Un jour, le 7 juillet 1884, étant parti de Sainte-Énimie avec Bernard, le meunier de Saint-Chély, je grimpai la côte de Prunet au milieu des amandiers, des noyers, des grands rochers en tours, en arcades, en portails. Arrivé sur la lèvre du causse Méjan, je le bordai au milieu des pierrailles, jusqu’au delà des hameaux du Chamblon, de Chaldas et de Poujols ; là, montant sur une pointe de rochers dominant un à-pic de plus de 200 mètres, je vis tout à coup sous mes pieds, enfoncé comme un coin dans les roches, Castelbouc. Le site était tellement étrange que je proposai à Bernard de descendre dans le fond de la vallée, afin d’en mieux voir tous les aspects ; mais, sauf pour un oiseau, c’était impossible. Nous continuons vers l’est à border le causse, cherchant un sentier au milieu de tous ces à-pics. À gauche et tout près de Frayssinet de Poujols (950 mètres), nous commençons la descente ou plutôt la dégringolade par un sentier de chèvres, à lacets aigus, qui semble tomber le long des murailles, la différence de niveau étant ici de 460 mètres ; mais, si le sentier est plus que rude, quelles admirables vues ! en amont, au delà du vert ravin de Montbrun, se dresse le grand éperon du causse Méjan qui, entre Montbrun et Quézac, barre la vallée ; en aval, jusqu’au grand amphithéâtre au fond duquel se cache Sainte-Énimie, se profilent les immenses falaises, tantôt grises et glacées d’or, tantôt rouges et zébrées de noir et de jaune, de Castelbouc, des Écoutaz, de Prunet ; plus près de nous sont le joli cirque de Charbonnières, les grands promontoires rouges mouchetés de verdure du causse de Sauveterre qui de la Tiaulaz à Prades sont superbes, Prades et son château, puis la petite oasis de Blajoux ; mais, de là à Rocheblave, les talus abrupts du causse de Sauveterre, malgré leur couronne de rochers, sont insignifiants, presque laids.

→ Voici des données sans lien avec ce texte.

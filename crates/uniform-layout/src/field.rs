//! Field resolution
//!
//! Every field a layout emits goes through [`render_field`], which looks the
//! name up in the form, records it in the current [`RenderPass`] and renders
//! the bound field through the field template.

use crate::error::{UniFormError, UniFormResult};
use crate::field_name::FieldName;
use crate::settings::UniFormSettings;
use indexmap::{IndexMap, IndexSet};
use serde::Serialize;
use uniform_forms::{BoundFieldContext, Form};
use uniform_templates::{Context, TemplateEngine};

/// Field names emitted so far while rendering one form
///
/// A pass belongs to a single render of a single form and is dropped with it,
/// so rendering the same form twice starts from a clean slate.
#[derive(Debug, Clone, Default)]
pub struct RenderPass {
	rendered: IndexSet<String>,
}

impl RenderPass {
	pub fn new() -> Self {
		Self::default()
	}

	/// Record a field, returning `false` if it was already rendered
	pub fn record(&mut self, name: &str) -> bool {
		self.rendered.insert(name.to_string())
	}

	pub fn contains(&self, name: &str) -> bool {
		self.rendered.contains(name)
	}

	/// Rendered names in emission order
	pub fn rendered(&self) -> impl Iterator<Item = &str> {
		self.rendered.iter().map(String::as_str)
	}

	pub fn len(&self) -> usize {
		self.rendered.len()
	}

	pub fn is_empty(&self) -> bool {
		self.rendered.is_empty()
	}
}

/// Collaborators and options shared by every node of one render
#[derive(Clone, Copy)]
pub struct RenderContext<'a> {
	pub engine: &'a dyn TemplateEngine,
	pub settings: &'a UniFormSettings,
	/// CSS class derived from the helper's form style, applied to fieldsets
	pub form_style: &'a str,
}

impl<'a> RenderContext<'a> {
	pub fn new(engine: &'a dyn TemplateEngine, settings: &'a UniFormSettings) -> Self {
		Self {
			engine,
			settings,
			form_style: "",
		}
	}

	pub fn with_form_style(mut self, form_style: &'a str) -> Self {
		self.form_style = form_style;
		self
	}
}

impl std::fmt::Debug for RenderContext<'_> {
	fn fmt(&self, f: &mut std::fmt::Formatter<'_>) -> std::fmt::Result {
		f.debug_struct("RenderContext")
			.field("settings", self.settings)
			.field("form_style", &self.form_style)
			.finish_non_exhaustive()
	}
}

/// Template-facing view of a whole form, exposed as `form` to HTML nodes
#[derive(Debug, Clone, Serialize)]
pub struct FormContext {
	pub fields: IndexMap<String, BoundFieldContext>,
	pub non_field_errors: Vec<String>,
	pub prefix: String,
	pub is_bound: bool,
}

impl FormContext {
	pub fn from_form(form: &Form) -> Self {
		Self {
			fields: form
				.bound_fields()
				.map(|bound| (bound.name().to_string(), bound.to_context()))
				.collect(),
			non_field_errors: form.non_field_errors().to_vec(),
			prefix: form.prefix().to_string(),
			is_bound: form.is_bound(),
		}
	}
}

/// Render one field with the configured field template
pub fn render_field(
	name: &FieldName,
	form: &Form,
	pass: &mut RenderPass,
	ctx: &RenderContext<'_>,
) -> UniFormResult<String> {
	resolve_field(
		name.as_str(),
		form,
		pass,
		ctx,
		&ctx.settings.field_template,
		None,
	)
}

/// Render one field with an explicit template and label class
pub fn render_field_with(
	name: &FieldName,
	form: &Form,
	pass: &mut RenderPass,
	ctx: &RenderContext<'_>,
	template: &str,
	labelclass: Option<&str>,
) -> UniFormResult<String> {
	resolve_field(name.as_str(), form, pass, ctx, template, labelclass)
}

pub(crate) fn resolve_field(
	name: &str,
	form: &Form,
	pass: &mut RenderPass,
	ctx: &RenderContext<'_>,
	template: &str,
	labelclass: Option<&str>,
) -> UniFormResult<String> {
	let fail_silently = ctx.settings.fail_silently;

	let bound = form.get_bound_field(name);
	if bound.is_none() {
		if !fail_silently {
			return Err(UniFormError::UnresolvedField(name.to_string()));
		}
		tracing::warn!("Could not resolve form field '{}'.", name);
	}

	if !pass.record(name) {
		if !fail_silently {
			return Err(UniFormError::DoubleRender(name.to_string()));
		}
		tracing::warn!("A field should only be rendered once: {}", name);
	}

	let Some(bound) = bound else {
		return Ok(String::new());
	};

	let mut context = Context::new();
	context.insert("field", &bound.to_context());
	context.insert("labelclass", &labelclass);
	tracing::debug!(field = name, template, "Rendering field");
	Ok(ctx.engine.render(template, &context)?)
}

/// Render every form field not yet in the pass, in form order
pub fn render_remaining_fields(
	form: &Form,
	pass: &mut RenderPass,
	ctx: &RenderContext<'_>,
) -> UniFormResult<String> {
	let remaining: Vec<&str> = form
		.field_names()
		.filter(|name| !pass.contains(name))
		.collect();

	let mut html = String::new();
	for name in remaining {
		html.push_str(&resolve_field(
			name,
			form,
			pass,
			ctx,
			&ctx.settings.field_template,
			None,
		)?);
	}
	Ok(html)
}

#[cfg(test)]
mod tests {
	use super::*;
	use rstest::{fixture, rstest};
	use uniform_forms::CharField;
	use uniform_templates::TeraEngine;

	#[fixture]
	fn form() -> Form {
		Form::new()
			.field(CharField::new("email").with_label("email"))
			.field(CharField::new("first_name"))
	}

	#[fixture]
	fn engine() -> TeraEngine {
		TeraEngine::new()
	}

	fn name(s: &str) -> FieldName {
		FieldName::new(s).unwrap()
	}

	#[rstest]
	fn test_render_field_uses_field_template(form: Form, engine: TeraEngine) {
		// Arrange
		let settings = UniFormSettings::strict();
		let ctx = RenderContext::new(&engine, &settings);
		let mut pass = RenderPass::new();

		// Act
		let html = render_field(&name("email"), &form, &mut pass, &ctx).unwrap();

		// Assert
		assert!(html.contains(r#"id="div_id_email""#));
		assert!(html.contains(r#"name="email""#));
		assert!(pass.contains("email"));
	}

	#[rstest]
	fn test_unresolved_field_strict(form: Form, engine: TeraEngine) {
		let settings = UniFormSettings::strict();
		let ctx = RenderContext::new(&engine, &settings);
		let mut pass = RenderPass::new();

		let err = render_field(&name("typo"), &form, &mut pass, &ctx).unwrap_err();

		assert!(matches!(err, UniFormError::UnresolvedField(n) if n == "typo"));
	}

	#[rstest]
	fn test_unresolved_field_permissive_is_recorded(form: Form, engine: TeraEngine) {
		let settings = UniFormSettings::default();
		let ctx = RenderContext::new(&engine, &settings);
		let mut pass = RenderPass::new();

		let html = render_field(&name("typo"), &form, &mut pass, &ctx).unwrap();

		assert_eq!(html, "");
		assert!(pass.contains("typo"));
	}

	#[rstest]
	fn test_double_render_strict(form: Form, engine: TeraEngine) {
		let settings = UniFormSettings::strict();
		let ctx = RenderContext::new(&engine, &settings);
		let mut pass = RenderPass::new();

		render_field(&name("email"), &form, &mut pass, &ctx).unwrap();
		let err = render_field(&name("email"), &form, &mut pass, &ctx).unwrap_err();

		assert!(matches!(err, UniFormError::DoubleRender(n) if n == "email"));
	}

	#[rstest]
	fn test_double_render_permissive_renders_again(form: Form, engine: TeraEngine) {
		let settings = UniFormSettings::default();
		let ctx = RenderContext::new(&engine, &settings);
		let mut pass = RenderPass::new();

		let first = render_field(&name("email"), &form, &mut pass, &ctx).unwrap();
		let second = render_field(&name("email"), &form, &mut pass, &ctx).unwrap();

		assert_eq!(first, second);
		assert_eq!(pass.len(), 1);
	}

	#[rstest]
	fn test_render_remaining_follows_form_order(form: Form, engine: TeraEngine) {
		let settings = UniFormSettings::strict();
		let ctx = RenderContext::new(&engine, &settings);
		let mut pass = RenderPass::new();
		pass.record("email");

		let html = render_remaining_fields(&form, &mut pass, &ctx).unwrap();

		assert!(html.contains("id_first_name"));
		assert!(!html.contains("id_email"));
		assert_eq!(pass.rendered().collect::<Vec<_>>(), vec!["email", "first_name"]);
	}

	#[rstest]
	fn test_form_context_lists_fields_in_order(form: Form) {
		let context = FormContext::from_form(&form);

		let names: Vec<&str> = context.fields.keys().map(String::as_str).collect();
		assert_eq!(names, vec!["email", "first_name"]);
		assert!(!context.is_bound);
	}
}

Il nous fallut vingt-cinq minutes pour atteindre k Chadenède, entourée de beaux noyers. Une barque nous passa sur la rive droite, et une montée à travers les taillis, les vergers et les vignes nous amena à Blajoux sur la route.

Ce que j’avais vu me donna un vif désir de faire en bateau le trajet de Castelbouc à Sainte-Énimie, et ce fut bientôt entendu avec Bernard pour un autre jour.

Aujourd’hui, reprenons la route au delà de Villaret.

  1. Monographie des gorges du Tarn, p. 38. M. Louis de Malafosse, ainsi que M. André, le savant archiviste de la Lozère, auteur des Monographies d’Ispagnac, de Sainte-Énimie, etc., ont bien voulu m’autoriser à puiser dans leurs écrits tout ce que je croirais pouvoir être utile à l’œuvre de la vulgarisation des gorges du Tarn. Je ne saurais trop les remercier de leur extrême obligeance.
  2. Mémoires historiques sur le pays de Gévaudan, par le Père Louvrelœil ; 1 vol. in-8o, sans date, imprimé à Mende vers 1724. 2e édition : Mende Ignon, 1825, in-8o, p. 66.